When large numbers of people and population groups are covered with health promotion and prevention services, an emergency response is more effective and responsive to individual and community needs. Strong population coverage ensures people and health systems are better prepared to prevent debilitating effects, including millions of deaths. Connecting universal health coverage and health security is key to sustainably and effectively strengthening health systems, emergency preparedness, and response capacity.

Governments have the primary responsibility to protect and ensure people's health, but governments alone cannot achieve universal health coverage. They might not have the strongest relationships with all populations nor be able to reach them, and might themselves undermine human rights and gender equity.6 Civil society organisations and community-based health care play an important role in filling these gaps. These institutions also hold governments to account for their commitments.

At the HLPF in July and the three UN High-level meetings on health, upcoming in September, 2023, all countries must recognise that progress in providing tuberculosis care, strengthening pandemic preparedness, and delivering the human right to health through universal health coverage are interrelated goals, requiring a concerted focus on the most vulnerable and marginalised populations.

We call on all countries to make actionable commitments, using the Action Agenda from the UHC Movement,10 and propose three focus areas to ensure that people are not only covered and can access services, but these services are also of quality, consist of their specific requirements, and are accessible when they need them.

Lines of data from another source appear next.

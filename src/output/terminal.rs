// Colored terminal output for rankings, frequency tables, and members.
//
// main.rs delegates all display work here.

use colored::Colorize;

use crate::models::Member;
use crate::pipeline::rank::Ranking;
use crate::stats::tables::FrequencyTables;

const VALUE_WIDTH: usize = 40;

/// Display the top-K list and a short run summary.
pub fn display_ranking(ranking: &Ranking) {
    let failed = ranking.failed_ids();

    println!(
        "\n{}",
        format!(
            "=== Top {} Rarest in {} ===",
            ranking.top.len(),
            ranking.collection.slug
        )
        .bold()
    );
    println!();

    if ranking.top.is_empty() {
        println!("  No members ranked.");
    } else {
        println!(
            "  {:>4}  {:>8}  {:>10}",
            "Rank".dimmed(),
            "Member".dimmed(),
            "Rarity".dimmed(),
        );
        println!("  {}", "-".repeat(26).dimmed());

        for (i, entry) in ranking.top.iter().enumerate() {
            let score = format!("{:>10.6}", entry.score);
            let score = if i == 0 { score.green().bold() } else { score.normal() };
            println!("  {:>4}. {:>8}  {}", i + 1, format!("#{}", entry.id), score);
        }
    }

    println!();
    println!(
        "  Fetched {} of {} members",
        ranking.fetched(),
        ranking.requested()
    );
    if !failed.is_empty() {
        println!(
            "  {} {} fetches failed: {}",
            "!".yellow(),
            failed.len(),
            summarize_ids(&failed, 10).dimmed()
        );
    }
    if ranking.sheet.missing_pairs > 0 {
        println!(
            "  {} {} trait lookups missed the frequency tables",
            "!!".red().bold(),
            ranking.sheet.missing_pairs
        );
    }
}

/// Dump both frequency tables, sorted for stable output.
pub fn display_tables(tables: &FrequencyTables) {
    println!(
        "\n{}",
        format!(
            "=== Trait-Value Counts ({} members) ===",
            tables.members_observed()
        )
        .bold()
    );
    for (category, value, count) in tables.frequency_rows() {
        println!(
            "  {}: {:<width$} {:>6}",
            category.cyan(),
            super::truncate_chars(value, VALUE_WIDTH),
            count,
            width = VALUE_WIDTH + 3,
        );
    }

    println!(
        "\n{}",
        format!(
            "=== Trait Category Value Counts ({} categories) ===",
            tables.category_count()
        )
        .bold()
    );
    for (category, distinct) in tables.distinct_rows() {
        println!("  {:<32} {:>6}", category.cyan(), distinct);
    }
}

/// List every fetched member with its traits and score.
pub fn display_members(ranking: &Ranking) {
    println!("\n{}", "=== Members ===".bold());
    for (member, score) in ranking.scored_members() {
        println!("  Member #{}  rarity {:.6}", member.id, score);
        print_traits(member);
    }
}

/// Display a single member's traits (no score: there are no tables to score against).
pub fn display_member(member: &Member) {
    println!("\n{}", format!("=== Member #{} ===", member.id).bold());
    if member.traits.is_empty() {
        println!("  (no traits)");
        return;
    }
    print_traits(member);
}

fn print_traits(member: &Member) {
    for (category, value) in member.pairs() {
        println!(
            "    {:<24} {}",
            category.dimmed(),
            super::truncate_chars(value, VALUE_WIDTH)
        );
    }
}

/// Render up to `limit` ids, then "(+N more)".
fn summarize_ids(ids: &[u32], limit: usize) -> String {
    let shown: Vec<String> = ids.iter().take(limit).map(|id| id.to_string()).collect();
    let mut out = shown.join(", ");
    if ids.len() > limit {
        out.push_str(&format!(" (+{} more)", ids.len() - limit));
    }
    out
}

#[cfg(test)]
mod tests {
    use super::*;

    #[test]
    fn test_summarize_ids_short_list() {
        assert_eq!(summarize_ids(&[3, 7], 10), "3, 7");
    }

    #[test]
    fn test_summarize_ids_truncates() {
        assert_eq!(summarize_ids(&[1, 2, 3, 4], 2), "1, 2 (+2 more)");
    }
}
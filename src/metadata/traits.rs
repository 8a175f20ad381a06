// Metadata source trait — the swap-ready abstraction over the provider.
//
// The scheduler only needs "give me member N of collection X". Keeping that
// behind a trait means the fetch strategies can be exercised without a
// network, and an alternate provider only has to implement one method.

use anyhow::Result;
use async_trait::async_trait;

use crate::models::{MemberId, Traits};

/// Trait for fetching one member's attribute map.
///
/// Implementations must be async because the real provider is an HTTP
/// endpoint. An `Err` is a per-member failure: the scheduler logs it and
/// leaves the member's slot empty. Implementations must not retry.
#[async_trait]
pub trait MetadataSource: Send + Sync {
    /// Fetch the category -> value attributes for one member.
    async fn fetch_traits(&self, collection: &str, id: MemberId) -> Result<Traits>;
}
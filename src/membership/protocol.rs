//! Control Surface Protocol
//!
//! Endpoints and Data Transfer Objects served over HTTP on the node's
//! membership port (TCP). `POST /join` is the bootstrap channel between a
//! joiner and the introducer; the rest lets an operator inspect the table,
//! query the ring and hot-swap modes and timings.

use serde::{Deserialize, Serialize};
use std::net::SocketAddr;
use std::time::{Duration, Instant};

use super::config::{ProtocolMode, Timings};
use super::stats::TrafficSnapshot;
use super::types::{Identity, MemberRecord, SuspicionState};

// --- API Endpoints ---

/// Bootstrap: body `Message::Join`, reply `Message::UpdatedList`.
pub const ENDPOINT_JOIN: &str = "/join";
pub const ENDPOINT_MEMBERS: &str = "/members";
pub const ENDPOINT_SELF: &str = "/self";
pub const ENDPOINT_SUSPECTS: &str = "/suspects";
/// GET the current modes, POST a [`ModeUpdate`].
pub const ENDPOINT_MODE: &str = "/mode";
/// GET the current timings, POST a [`TimingsUpdate`].
pub const ENDPOINT_TIMINGS: &str = "/timings";
pub const ENDPOINT_LEAVE: &str = "/leave";
pub const ENDPOINT_REJOIN: &str = "/rejoin";
/// Ring queries around a hex position: `/ring/<hex>?n=3`.
pub const ENDPOINT_RING: &str = "/ring";
pub const ENDPOINT_STATS: &str = "/stats";

// --- Data Transfer Objects ---

/// Operator view of a membership record.
#[derive(Debug, Clone, Serialize, Deserialize)]
pub struct MemberView {
    pub identity: Identity,
    pub heartbeat: u64,
    pub incarnation: u64,
    pub state: SuspicionState,
    /// Hex encoded ring position.
    pub ring_position: String,
    /// Milliseconds since the record was last refreshed locally.
    pub last_update_ms: u64,
}

impl From<&MemberRecord> for MemberView {
    fn from(record: &MemberRecord) -> Self {
        Self {
            identity: record.identity,
            heartbeat: record.heartbeat,
            incarnation: record.incarnation,
            state: record.state,
            ring_position: record.ring_position.to_string(),
            last_update_ms: Instant::now()
                .saturating_duration_since(record.last_update)
                .as_millis() as u64,
        }
    }
}

#[derive(Debug, Serialize, Deserialize)]
pub struct MembersResponse {
    pub members: Vec<MemberView>,
}

#[derive(Debug, Serialize, Deserialize)]
pub struct SelfResponse {
    pub identity: Identity,
    pub ring_position: String,
    pub introducer: SocketAddr,
    pub is_introducer: bool,
    pub in_group: bool,
}

#[derive(Debug, Clone, Copy, Serialize, Deserialize, PartialEq, Eq)]
pub struct ModeView {
    pub protocol: ProtocolMode,
    pub suspicion: bool,
}

/// Partial mode switch; absent fields keep their value.
#[derive(Debug, Default, Serialize, Deserialize)]
pub struct ModeUpdate {
    pub protocol: Option<ProtocolMode>,
    pub suspicion: Option<bool>,
}

#[derive(Debug, Clone, Copy, Serialize, Deserialize, PartialEq, Eq)]
pub struct TimingsView {
    pub suspect_timeout_ms: u64,
    pub fail_timeout_ms: u64,
    pub cleanup_timeout_ms: u64,
    pub dissemination_interval_ms: u64,
    pub sweep_interval_ms: u64,
}

impl From<Timings> for TimingsView {
    fn from(t: Timings) -> Self {
        Self {
            suspect_timeout_ms: t.suspect_timeout.as_millis() as u64,
            fail_timeout_ms: t.fail_timeout.as_millis() as u64,
            cleanup_timeout_ms: t.cleanup_timeout.as_millis() as u64,
            dissemination_interval_ms: t.dissemination_interval.as_millis() as u64,
            sweep_interval_ms: t.sweep_interval.as_millis() as u64,
        }
    }
}

/// Partial timings update in milliseconds; absent fields keep their value.
#[derive(Debug, Default, Serialize, Deserialize)]
pub struct TimingsUpdate {
    pub suspect_timeout_ms: Option<u64>,
    pub fail_timeout_ms: Option<u64>,
    pub cleanup_timeout_ms: Option<u64>,
    pub dissemination_interval_ms: Option<u64>,
    pub sweep_interval_ms: Option<u64>,
}

impl TimingsUpdate {
    pub fn apply(&self, current: Timings) -> Timings {
        let pick = |value: Option<u64>, old: Duration| value.map(Duration::from_millis).unwrap_or(old);
        Timings {
            suspect_timeout: pick(self.suspect_timeout_ms, current.suspect_timeout),
            fail_timeout: pick(self.fail_timeout_ms, current.fail_timeout),
            cleanup_timeout: pick(self.cleanup_timeout_ms, current.cleanup_timeout),
            dissemination_interval: pick(self.dissemination_interval_ms, current.dissemination_interval),
            sweep_interval: pick(self.sweep_interval_ms, current.sweep_interval),
        }
    }
}

#[derive(Debug, Deserialize)]
pub struct RingQuery {
    /// Size of the successor set, defaults to 3.
    pub n: Option<usize>,
}

#[derive(Debug, Serialize, Deserialize)]
pub struct RingResponse {
    pub position: String,
    pub successor: Option<MemberView>,
    pub predecessor: Option<MemberView>,
    pub successors: Vec<MemberView>,
}

/// Acknowledgment for leave / rejoin.
#[derive(Debug, Serialize, Deserialize)]
pub struct MembershipChangeResponse {
    pub success: bool,
    pub identity: Identity,
    pub error: Option<String>,
}

#[derive(Debug, Serialize, Deserialize)]
pub struct StatsResponse {
    pub members: usize,
    pub alive: usize,
    pub traffic: TrafficSnapshot,
}
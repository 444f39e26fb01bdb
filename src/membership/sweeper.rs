//! Passive suspicion sweep.
//!
//! Ages every record except our own through the suspicion state machine,
//! measured from `last_update`:
//!
//! - direct mode: `Alive -> Failed` after `Tfail`
//! - suspicion mode: `Alive -> Suspicious` after `Tsus`
//! - either mode: `Suspicious -> Failed` after `Tfail`
//! - either mode: `Failed -> pruned` after `Tclean`

use std::time::Instant;

use super::config::Timings;
use super::table::MembershipTable;
use super::types::{Identity, SuspicionState};

#[derive(Debug, Default, Clone)]
pub struct SweepReport {
    pub suspected: Vec<Identity>,
    pub failed: Vec<Identity>,
    pub pruned: Vec<Identity>,
}

impl SweepReport {
    pub fn is_empty(&self) -> bool {
        self.suspected.is_empty() && self.failed.is_empty() && self.pruned.is_empty()
    }
}

pub fn sweep(
    table: &MembershipTable,
    local: &Identity,
    suspicion: bool,
    timings: &Timings,
    now: Instant,
) -> SweepReport {
    let mut report = SweepReport::default();

    table.retain(|record| {
        if record.identity == *local {
            return true;
        }

        let elapsed = now.saturating_duration_since(record.last_update);

        match record.state {
            SuspicionState::Alive if suspicion && elapsed > timings.suspect_timeout => {
                tracing::warn!("Member {} suspected (no update for {:?})", record.identity, elapsed);
                record.state = SuspicionState::Suspicious;
                report.suspected.push(record.identity);
            }
            SuspicionState::Alive if !suspicion && elapsed > timings.fail_timeout => {
                tracing::warn!("Member {} marked Failed (no update for {:?})", record.identity, elapsed);
                record.state = SuspicionState::Failed;
                report.failed.push(record.identity);
            }
            SuspicionState::Suspicious if elapsed > timings.fail_timeout => {
                tracing::warn!(
                    "Suspicious member {} marked Failed (no update for {:?})",
                    record.identity,
                    elapsed
                );
                record.state = SuspicionState::Failed;
                report.failed.push(record.identity);
            }
            SuspicionState::Failed if elapsed > timings.cleanup_timeout => {
                tracing::info!("Member {} pruned after {:?}", record.identity, elapsed);
                report.pruned.push(record.identity);
                return false;
            }
            _ => {}
        }

        true
    });

    report
}
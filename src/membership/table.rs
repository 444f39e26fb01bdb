//! Membership Table & Ring
//!
//! The authoritative map `Identity -> MemberRecord` plus a consistent-hashing
//! ring view. The ring is an index of `(RingPosition, Identity)` pairs kept
//! sorted; it never owns mutable member data. Both live behind one
//! reader-writer lock and the ring is rebuilt on every structural change
//! (insert or delete), so it is always the sorted projection of the map.
//!
//! ## Ring queries
//! - **Successor**: smallest position strictly greater than the probe, wrapping.
//! - **Predecessor**: largest position strictly smaller than the probe, wrapping.
//! - **Successor set**: up to `n` distinct records clockwise from the successor.
//!
//! A probe equal to a member's own position never returns that member as
//! its successor or predecessor unless it is the only member.

use parking_lot::RwLock;
use std::collections::HashMap;
use std::net::SocketAddr;
use std::time::Instant;

use super::types::{Identity, MemberRecord, RingPosition, SuspicionState};

#[derive(Default)]
struct TableInner {
    members: HashMap<Identity, MemberRecord>,
    ring: Vec<(RingPosition, Identity)>,
}

impl TableInner {
    fn rebuild_ring(&mut self) {
        self.ring = self
            .members
            .values()
            .map(|record| (record.ring_position, record.identity))
            .collect();
        self.ring.sort_unstable();
    }

    fn record_at(&self, index: usize) -> Option<MemberRecord> {
        self.ring
            .get(index)
            .and_then(|(_, id)| self.members.get(id))
            .cloned()
    }

    /// Index of the first ring slot strictly after `pos`, wrapping to 0.
    fn successor_index(&self, pos: &RingPosition) -> usize {
        let idx = self.ring.partition_point(|(p, _)| p <= pos);
        if idx == self.ring.len() { 0 } else { idx }
    }
}

/// Thread-safe membership store. Cheap operations only; no I/O.
#[derive(Default)]
pub struct MembershipTable {
    inner: RwLock<TableInner>,
}

impl MembershipTable {
    pub fn new() -> Self {
        Self::default()
    }

    /// Adds `record` only if its identity is unknown. Returns whether it was added.
    pub fn insert(&self, record: MemberRecord) -> bool {
        let mut inner = self.inner.write();
        if inner.members.contains_key(&record.identity) {
            return false;
        }

        tracing::info!("Inserted member {}", record);
        inner.members.insert(record.identity, record);
        inner.rebuild_ring();
        true
    }

    pub fn delete(&self, id: &Identity) -> Option<MemberRecord> {
        let mut inner = self.inner.write();
        let removed = inner.members.remove(id);
        if removed.is_some() {
            inner.rebuild_ring();
            tracing::info!("Deleted member {}", id);
        }
        removed
    }

    pub fn clear(&self) {
        let mut inner = self.inner.write();
        inner.members.clear();
        inner.ring.clear();
        tracing::info!("Cleared membership table");
    }

    pub fn get(&self, id: &Identity) -> Option<MemberRecord> {
        self.inner.read().members.get(id).cloned()
    }

    pub fn contains(&self, id: &Identity) -> bool {
        self.inner.read().members.contains_key(id)
    }

    pub fn len(&self) -> usize {
        self.inner.read().members.len()
    }

    pub fn is_empty(&self) -> bool {
        self.len() == 0
    }

    /// Independent copy of every record, in ring order.
    pub fn snapshot(&self) -> Vec<MemberRecord> {
        let inner = self.inner.read();
        inner
            .ring
            .iter()
            .filter_map(|(_, id)| inner.members.get(id))
            .cloned()
            .collect()
    }

    /// Records collapsed by network endpoint, ignoring the incarnation epoch.
    ///
    /// When several identities share an endpoint the newest epoch is kept,
    /// since that is the instance currently running there.
    pub fn unique_addresses(&self) -> Vec<MemberRecord> {
        let mut by_addr: HashMap<SocketAddr, MemberRecord> = HashMap::new();
        for record in self.snapshot() {
            let addr = record.identity.socket_addr();
            match by_addr.get(&addr) {
                Some(kept) if kept.identity.incarnation_epoch >= record.identity.incarnation_epoch => {}
                _ => {
                    by_addr.insert(addr, record);
                }
            }
        }

        let mut unique: Vec<MemberRecord> = by_addr.into_values().collect();
        unique.sort_by_key(|record| record.identity.socket_addr());
        unique
    }

    /// Mutates the record for `id` in place. Returns `None` if it is absent.
    pub fn update<R>(&self, id: &Identity, f: impl FnOnce(&mut MemberRecord) -> R) -> Option<R> {
        let mut inner = self.inner.write();
        inner.members.get_mut(id).map(f)
    }

    /// Runs `f` over the slot for `id` as one atomic step.
    ///
    /// `f` sees `None` for an unknown identity and may fill the slot to
    /// insert it; it may also mutate or empty an existing slot. The ring is
    /// rebuilt when the slot changes between occupied and empty.
    pub fn with_slot<R>(&self, id: &Identity, f: impl FnOnce(&mut Option<MemberRecord>) -> R) -> R {
        let mut inner = self.inner.write();
        let mut slot = inner.members.remove(id);
        let existed = slot.is_some();

        let out = f(&mut slot);

        let exists = slot.is_some();
        if let Some(record) = slot {
            inner.members.insert(*id, record);
        }
        if existed != exists {
            inner.rebuild_ring();
        }
        out
    }

    /// Keeps the records for which `keep` returns true; `keep` may mutate them.
    /// Returns the number of records removed.
    pub fn retain(&self, mut keep: impl FnMut(&mut MemberRecord) -> bool) -> usize {
        let mut inner = self.inner.write();
        let before = inner.members.len();
        inner.members.retain(|_, record| keep(record));
        let removed = before - inner.members.len();
        if removed > 0 {
            inner.rebuild_ring();
        }
        removed
    }

    /// Bumps the heartbeat of `id` unless it is Failed. Returns the new value.
    pub fn increment_heartbeat(&self, id: &Identity) -> Option<u64> {
        self.update(id, |record| {
            if record.state == SuspicionState::Failed {
                return None;
            }
            record.heartbeat += 1;
            record.last_update = Instant::now();
            Some(record.heartbeat)
        })
        .flatten()
    }

    pub fn successor(&self, pos: &RingPosition) -> Option<MemberRecord> {
        let inner = self.inner.read();
        if inner.ring.is_empty() {
            return None;
        }
        inner.record_at(inner.successor_index(pos))
    }

    pub fn predecessor(&self, pos: &RingPosition) -> Option<MemberRecord> {
        let inner = self.inner.read();
        if inner.ring.is_empty() {
            return None;
        }
        let idx = inner.ring.partition_point(|(p, _)| p < pos);
        let idx = if idx == 0 { inner.ring.len() - 1 } else { idx - 1 };
        inner.record_at(idx)
    }

    /// Up to `n` distinct records walking clockwise from `successor(pos)`.
    pub fn successor_set(&self, pos: &RingPosition, n: usize) -> Vec<MemberRecord> {
        let inner = self.inner.read();
        let count = inner.ring.len();
        if count == 0 {
            return Vec::new();
        }

        let start = inner.successor_index(pos);
        (0..n.min(count))
            .filter_map(|i| inner.record_at((start + i) % count))
            .collect()
    }

    /// Identities in ring order.
    pub fn ring(&self) -> Vec<Identity> {
        self.inner.read().ring.iter().map(|(_, id)| *id).collect()
    }
}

First, integrating health services at the primary care level ensures that people's diverse health needs are addressed across the life course. A woman visiting a health centre might need contraception, antenatal care, malaria treatment, non-communicable diseases prevention and control, vaccinations against COVID-19, or all of these. Integrated health services, with sufficient trained health workers, are the most effective way to reach all people.

Second, people need to be informed about the drivers of health and wellbeing and be empowered to co-design services to suit their needs. Health service coverage schemes alone do not determine who is covered. Women and men often have different health needs. Discriminatory laws, policies, and programmes, as well as disempowerment and lack of agency, can leave large population groups excluded.

Third, governments' fiscal space, political and budgetary priorities, as well as external development assistance, are key in determining population coverage at the national level. During the COVID-19 pandemic the slogan “no one is safe until everyone is safe” was used to denote that covering every person nationally and globally was the business of everyone.5

Resilient and equitable health and community systems with strong population coverage make us all better prepared for health emergencies. Expanding and making population coverage more equitable is key to protecting all people, and is the cornerstone to delivering equity, the right to health, and justice.

We declare no competing interests. We thank Katri Bertram for her support in drafting and editing this Comment.